### About this exercise
Copy out each line of the data below in which the string "half" appears.

Records from a collection
»»

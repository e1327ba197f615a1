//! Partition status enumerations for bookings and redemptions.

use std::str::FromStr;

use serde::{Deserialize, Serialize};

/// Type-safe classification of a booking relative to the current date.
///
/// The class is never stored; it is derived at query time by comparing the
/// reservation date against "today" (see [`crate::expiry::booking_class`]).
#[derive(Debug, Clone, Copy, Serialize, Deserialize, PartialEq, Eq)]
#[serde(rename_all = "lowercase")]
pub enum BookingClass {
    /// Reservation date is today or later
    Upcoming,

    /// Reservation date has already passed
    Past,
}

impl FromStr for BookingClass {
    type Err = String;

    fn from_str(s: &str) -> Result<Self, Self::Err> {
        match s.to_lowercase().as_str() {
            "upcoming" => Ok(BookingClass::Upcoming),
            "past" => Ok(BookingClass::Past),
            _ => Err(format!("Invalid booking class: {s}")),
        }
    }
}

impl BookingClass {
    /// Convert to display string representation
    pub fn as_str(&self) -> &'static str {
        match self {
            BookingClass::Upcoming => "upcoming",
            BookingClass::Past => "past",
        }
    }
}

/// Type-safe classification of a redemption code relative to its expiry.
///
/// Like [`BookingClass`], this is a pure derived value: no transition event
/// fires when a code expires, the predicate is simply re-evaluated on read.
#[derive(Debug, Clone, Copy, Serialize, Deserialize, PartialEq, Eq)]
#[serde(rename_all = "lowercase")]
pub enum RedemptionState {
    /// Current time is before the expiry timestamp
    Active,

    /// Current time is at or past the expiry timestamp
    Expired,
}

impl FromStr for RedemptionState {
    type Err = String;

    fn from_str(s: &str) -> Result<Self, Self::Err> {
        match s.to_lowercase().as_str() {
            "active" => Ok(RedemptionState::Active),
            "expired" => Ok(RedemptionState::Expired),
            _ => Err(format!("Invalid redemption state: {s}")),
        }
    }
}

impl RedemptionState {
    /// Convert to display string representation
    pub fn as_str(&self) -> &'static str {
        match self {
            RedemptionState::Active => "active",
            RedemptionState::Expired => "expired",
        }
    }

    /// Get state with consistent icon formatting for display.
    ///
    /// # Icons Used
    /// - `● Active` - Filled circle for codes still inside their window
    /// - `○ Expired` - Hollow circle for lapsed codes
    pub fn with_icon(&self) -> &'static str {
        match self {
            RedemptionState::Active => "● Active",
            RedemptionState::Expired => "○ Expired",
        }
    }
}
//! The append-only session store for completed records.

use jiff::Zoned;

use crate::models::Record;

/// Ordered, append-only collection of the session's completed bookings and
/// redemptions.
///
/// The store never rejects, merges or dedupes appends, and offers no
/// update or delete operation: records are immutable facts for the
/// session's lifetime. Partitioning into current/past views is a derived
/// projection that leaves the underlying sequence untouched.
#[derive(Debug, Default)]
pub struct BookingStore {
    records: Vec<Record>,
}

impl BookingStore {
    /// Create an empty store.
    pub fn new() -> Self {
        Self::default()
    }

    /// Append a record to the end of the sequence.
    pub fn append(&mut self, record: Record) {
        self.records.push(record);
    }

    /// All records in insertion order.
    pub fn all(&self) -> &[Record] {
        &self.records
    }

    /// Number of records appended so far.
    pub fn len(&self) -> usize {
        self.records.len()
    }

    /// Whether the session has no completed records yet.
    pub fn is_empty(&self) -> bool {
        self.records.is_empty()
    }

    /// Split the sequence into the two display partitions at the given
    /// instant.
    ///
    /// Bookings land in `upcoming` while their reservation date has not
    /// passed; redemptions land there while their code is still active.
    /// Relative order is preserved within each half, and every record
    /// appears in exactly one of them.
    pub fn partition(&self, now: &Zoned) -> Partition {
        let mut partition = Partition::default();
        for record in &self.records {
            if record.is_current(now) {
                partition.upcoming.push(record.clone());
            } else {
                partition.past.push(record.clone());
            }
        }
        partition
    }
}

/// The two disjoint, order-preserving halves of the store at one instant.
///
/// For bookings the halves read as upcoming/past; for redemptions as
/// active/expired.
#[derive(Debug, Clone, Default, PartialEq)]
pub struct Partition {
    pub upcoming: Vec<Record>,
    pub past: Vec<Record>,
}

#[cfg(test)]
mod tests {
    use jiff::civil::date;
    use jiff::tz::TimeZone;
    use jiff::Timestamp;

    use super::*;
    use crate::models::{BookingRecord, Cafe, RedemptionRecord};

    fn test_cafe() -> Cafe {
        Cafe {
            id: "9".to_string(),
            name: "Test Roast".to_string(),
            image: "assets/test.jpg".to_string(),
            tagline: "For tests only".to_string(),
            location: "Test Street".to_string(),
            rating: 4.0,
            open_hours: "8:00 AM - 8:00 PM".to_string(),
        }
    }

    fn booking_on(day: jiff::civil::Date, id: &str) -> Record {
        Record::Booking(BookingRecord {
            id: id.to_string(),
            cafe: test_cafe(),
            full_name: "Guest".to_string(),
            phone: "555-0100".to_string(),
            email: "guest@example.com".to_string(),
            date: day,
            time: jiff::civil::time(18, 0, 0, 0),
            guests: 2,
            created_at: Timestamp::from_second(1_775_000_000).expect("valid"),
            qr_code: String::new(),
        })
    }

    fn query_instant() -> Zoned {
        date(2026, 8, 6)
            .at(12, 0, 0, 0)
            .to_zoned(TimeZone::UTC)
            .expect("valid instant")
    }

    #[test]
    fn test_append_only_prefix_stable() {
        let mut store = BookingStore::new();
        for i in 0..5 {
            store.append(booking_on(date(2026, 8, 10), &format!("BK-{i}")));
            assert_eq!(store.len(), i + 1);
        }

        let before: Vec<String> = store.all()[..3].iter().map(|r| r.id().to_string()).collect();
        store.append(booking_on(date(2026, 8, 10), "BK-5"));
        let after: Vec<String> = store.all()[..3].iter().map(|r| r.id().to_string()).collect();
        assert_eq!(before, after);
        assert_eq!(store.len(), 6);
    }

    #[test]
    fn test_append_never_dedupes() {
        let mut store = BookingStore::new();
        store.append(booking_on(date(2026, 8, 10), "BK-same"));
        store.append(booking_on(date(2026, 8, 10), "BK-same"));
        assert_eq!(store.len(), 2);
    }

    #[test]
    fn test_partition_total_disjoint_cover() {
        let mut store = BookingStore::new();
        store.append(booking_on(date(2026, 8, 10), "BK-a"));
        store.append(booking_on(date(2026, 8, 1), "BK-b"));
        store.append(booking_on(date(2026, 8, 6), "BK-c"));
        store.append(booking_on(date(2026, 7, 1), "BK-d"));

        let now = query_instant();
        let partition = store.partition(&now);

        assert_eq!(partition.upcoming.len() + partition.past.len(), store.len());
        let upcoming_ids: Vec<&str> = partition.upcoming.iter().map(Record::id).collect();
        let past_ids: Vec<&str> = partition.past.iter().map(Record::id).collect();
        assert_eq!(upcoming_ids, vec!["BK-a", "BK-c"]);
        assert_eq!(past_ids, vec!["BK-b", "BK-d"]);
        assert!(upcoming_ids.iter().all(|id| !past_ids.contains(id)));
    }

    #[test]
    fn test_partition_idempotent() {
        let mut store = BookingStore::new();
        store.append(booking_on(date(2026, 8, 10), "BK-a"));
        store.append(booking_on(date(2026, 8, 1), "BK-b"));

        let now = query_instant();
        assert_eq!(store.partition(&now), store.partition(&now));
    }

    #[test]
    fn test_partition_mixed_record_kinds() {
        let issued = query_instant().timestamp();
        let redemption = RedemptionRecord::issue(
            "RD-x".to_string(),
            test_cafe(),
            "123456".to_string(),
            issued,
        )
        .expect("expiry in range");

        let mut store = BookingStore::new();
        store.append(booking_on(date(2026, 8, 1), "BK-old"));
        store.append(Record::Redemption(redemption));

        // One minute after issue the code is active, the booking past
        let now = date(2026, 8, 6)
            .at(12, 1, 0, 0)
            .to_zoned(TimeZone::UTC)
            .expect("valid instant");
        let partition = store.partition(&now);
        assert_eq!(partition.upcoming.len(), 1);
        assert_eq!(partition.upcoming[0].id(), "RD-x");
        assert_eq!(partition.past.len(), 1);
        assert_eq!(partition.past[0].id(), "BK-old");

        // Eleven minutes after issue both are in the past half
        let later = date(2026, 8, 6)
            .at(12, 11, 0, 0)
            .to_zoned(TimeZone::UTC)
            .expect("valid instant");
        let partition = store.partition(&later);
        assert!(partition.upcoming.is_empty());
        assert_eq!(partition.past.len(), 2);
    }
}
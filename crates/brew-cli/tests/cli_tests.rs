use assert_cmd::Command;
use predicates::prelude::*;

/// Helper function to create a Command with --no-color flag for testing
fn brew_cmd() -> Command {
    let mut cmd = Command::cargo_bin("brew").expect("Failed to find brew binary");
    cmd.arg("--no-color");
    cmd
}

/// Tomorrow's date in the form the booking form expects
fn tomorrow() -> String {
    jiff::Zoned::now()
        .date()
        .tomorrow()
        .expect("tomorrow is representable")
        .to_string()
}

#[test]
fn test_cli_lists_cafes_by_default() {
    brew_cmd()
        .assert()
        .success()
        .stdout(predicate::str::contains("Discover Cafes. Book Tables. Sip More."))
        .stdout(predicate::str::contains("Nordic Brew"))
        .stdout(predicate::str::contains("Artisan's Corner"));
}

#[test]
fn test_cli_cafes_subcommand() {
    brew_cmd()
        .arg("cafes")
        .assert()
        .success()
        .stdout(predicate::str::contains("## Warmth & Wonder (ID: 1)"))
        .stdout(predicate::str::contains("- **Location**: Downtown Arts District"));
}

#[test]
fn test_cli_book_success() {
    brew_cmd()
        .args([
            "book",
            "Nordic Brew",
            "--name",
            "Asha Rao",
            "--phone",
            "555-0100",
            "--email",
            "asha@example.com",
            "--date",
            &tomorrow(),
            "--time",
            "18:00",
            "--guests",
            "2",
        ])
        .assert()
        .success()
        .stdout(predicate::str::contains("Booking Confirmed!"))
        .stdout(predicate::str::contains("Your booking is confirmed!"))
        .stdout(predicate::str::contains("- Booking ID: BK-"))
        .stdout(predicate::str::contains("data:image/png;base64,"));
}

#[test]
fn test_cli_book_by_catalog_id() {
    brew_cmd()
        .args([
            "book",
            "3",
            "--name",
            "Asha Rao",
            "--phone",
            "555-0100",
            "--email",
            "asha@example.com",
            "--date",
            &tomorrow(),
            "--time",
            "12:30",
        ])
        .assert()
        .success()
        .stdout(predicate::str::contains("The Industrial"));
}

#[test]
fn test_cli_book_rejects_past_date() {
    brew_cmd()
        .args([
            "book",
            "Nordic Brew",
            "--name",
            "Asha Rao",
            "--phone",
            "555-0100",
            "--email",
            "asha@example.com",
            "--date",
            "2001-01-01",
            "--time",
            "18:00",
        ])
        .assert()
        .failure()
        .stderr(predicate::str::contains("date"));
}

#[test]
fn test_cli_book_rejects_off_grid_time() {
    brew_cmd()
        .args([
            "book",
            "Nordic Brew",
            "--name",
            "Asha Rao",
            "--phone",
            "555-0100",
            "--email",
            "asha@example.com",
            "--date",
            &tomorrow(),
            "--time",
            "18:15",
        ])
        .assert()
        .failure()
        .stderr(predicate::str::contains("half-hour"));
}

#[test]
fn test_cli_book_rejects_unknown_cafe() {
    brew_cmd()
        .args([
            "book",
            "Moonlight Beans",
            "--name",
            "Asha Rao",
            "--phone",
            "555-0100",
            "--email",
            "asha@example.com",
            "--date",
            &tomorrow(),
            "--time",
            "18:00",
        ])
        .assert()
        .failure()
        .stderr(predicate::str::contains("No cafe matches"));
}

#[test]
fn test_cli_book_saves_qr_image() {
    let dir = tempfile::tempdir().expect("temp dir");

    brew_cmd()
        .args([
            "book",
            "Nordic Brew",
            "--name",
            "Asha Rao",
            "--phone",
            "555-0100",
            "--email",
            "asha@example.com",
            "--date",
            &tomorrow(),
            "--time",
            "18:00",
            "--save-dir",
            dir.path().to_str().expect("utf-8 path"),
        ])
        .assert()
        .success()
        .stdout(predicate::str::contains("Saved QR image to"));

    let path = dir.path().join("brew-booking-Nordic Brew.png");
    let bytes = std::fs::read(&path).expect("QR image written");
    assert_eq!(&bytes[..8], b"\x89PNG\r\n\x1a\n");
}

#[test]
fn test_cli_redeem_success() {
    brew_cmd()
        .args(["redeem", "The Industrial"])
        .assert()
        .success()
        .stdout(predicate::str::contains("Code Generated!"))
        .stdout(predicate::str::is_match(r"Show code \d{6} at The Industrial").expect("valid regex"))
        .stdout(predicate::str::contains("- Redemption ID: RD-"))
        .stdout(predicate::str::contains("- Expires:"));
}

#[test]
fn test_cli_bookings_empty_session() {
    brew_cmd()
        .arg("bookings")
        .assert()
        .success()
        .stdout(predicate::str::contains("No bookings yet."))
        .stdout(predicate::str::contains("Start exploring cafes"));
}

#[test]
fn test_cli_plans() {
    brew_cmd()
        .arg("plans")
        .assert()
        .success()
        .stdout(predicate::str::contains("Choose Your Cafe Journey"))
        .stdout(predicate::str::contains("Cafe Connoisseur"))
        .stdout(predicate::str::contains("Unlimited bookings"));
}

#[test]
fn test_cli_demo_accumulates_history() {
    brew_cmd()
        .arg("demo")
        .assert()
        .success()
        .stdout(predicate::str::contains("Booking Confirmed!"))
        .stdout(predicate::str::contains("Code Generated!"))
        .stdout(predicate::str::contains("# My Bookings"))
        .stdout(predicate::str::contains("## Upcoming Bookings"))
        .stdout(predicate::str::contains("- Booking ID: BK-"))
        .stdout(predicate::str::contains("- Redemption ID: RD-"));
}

««

### Exercise result
    /// Relative order is preserved within each half, and every record
        // Eleven minutes after issue both are in the past half
        .stderr(predicate::str::contains("half-hour"));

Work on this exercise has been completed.